Wednesday, November 11, 2020

Japan machinery orders fall, clouding outlook for capital spending recovery

 

Japan's core machinery orders fell for the first time in three months in September and at a faster than expected pace.



By Daniel Leussink
TOKYO (Reuters) - Japan's core machinery orders fell for the first time in three months in September and at faster than expected pace, denting hopes that a quick pickup in business spending could help the economy stage a brisk recovery from its COVID-19 crisis.

The decrease in core orders underscored corporate Japan's reluctance to commit to more capital investment as a resurgence in coronavirus infections darkened the outlook for global demand.

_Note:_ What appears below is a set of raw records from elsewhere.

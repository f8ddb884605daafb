//! Booking status transition policy.
//!
//! Staff may currently move a booking from any status to any other status.
//! The rule is kept as an explicit table so tightening it (e.g. making
//! `completed` terminal) only means editing a row.

use carcare_types::booking::BookingStatus;
use carcare_types::error::TransitionError;

use BookingStatus::{Cancelled, Completed, Confirmed, Pending};

/// `(from, permitted targets)`. A status is never a target of itself.
const TRANSITIONS: [(BookingStatus, &[BookingStatus]); 4] = [
    (Pending, &[Confirmed, Completed, Cancelled]),
    (Confirmed, &[Pending, Completed, Cancelled]),
    (Completed, &[Pending, Confirmed, Cancelled]),
    (Cancelled, &[Pending, Confirmed, Completed]),
];

/// Statuses a booking in `from` may be moved to.
pub fn allowed_targets(from: BookingStatus) -> &'static [BookingStatus] {
    TRANSITIONS
        .iter()
        .find(|(status, _)| *status == from)
        .map(|(_, targets)| *targets)
        .unwrap_or(&[])
}

/// Whether `from -> to` is permitted.
pub fn can_transition(from: BookingStatus, to: BookingStatus) -> bool {
    allowed_targets(from).contains(&to)
}

/// Like [`can_transition`], as a `Result` for `?` propagation.
pub fn check_transition(from: BookingStatus, to: BookingStatus) -> Result<(), TransitionError> {
    if can_transition(from, to) {
        Ok(())
    } else {
        Err(TransitionError::NotAllowed { from, to })
    }
}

Core machinery orders, a highly volatile data series regarded as an indicator of capital spending in the coming six to nine months, lost 4.4% in September after a 0.2% rise in the previous month.

The drop, which marked the first decline since June, was much larger than a 0.7% contraction seen by economists in a Reuters poll.

"Production and exports are recovering at a fast pace, so corporate earnings are also likely to improve quite quickly," said Hideo Kumano, executive chief economist at Dai-ichi Life Research Institute.

"But with output dropping so much in the second quarter, firms remain cautious about capital spending."

Manufacturers expected core orders to fall 1.9% in October-December, after a 0.1% drop in the previous quarter that marked the fifth straight quarter of declines, the Cabinet Office data showed on Thursday.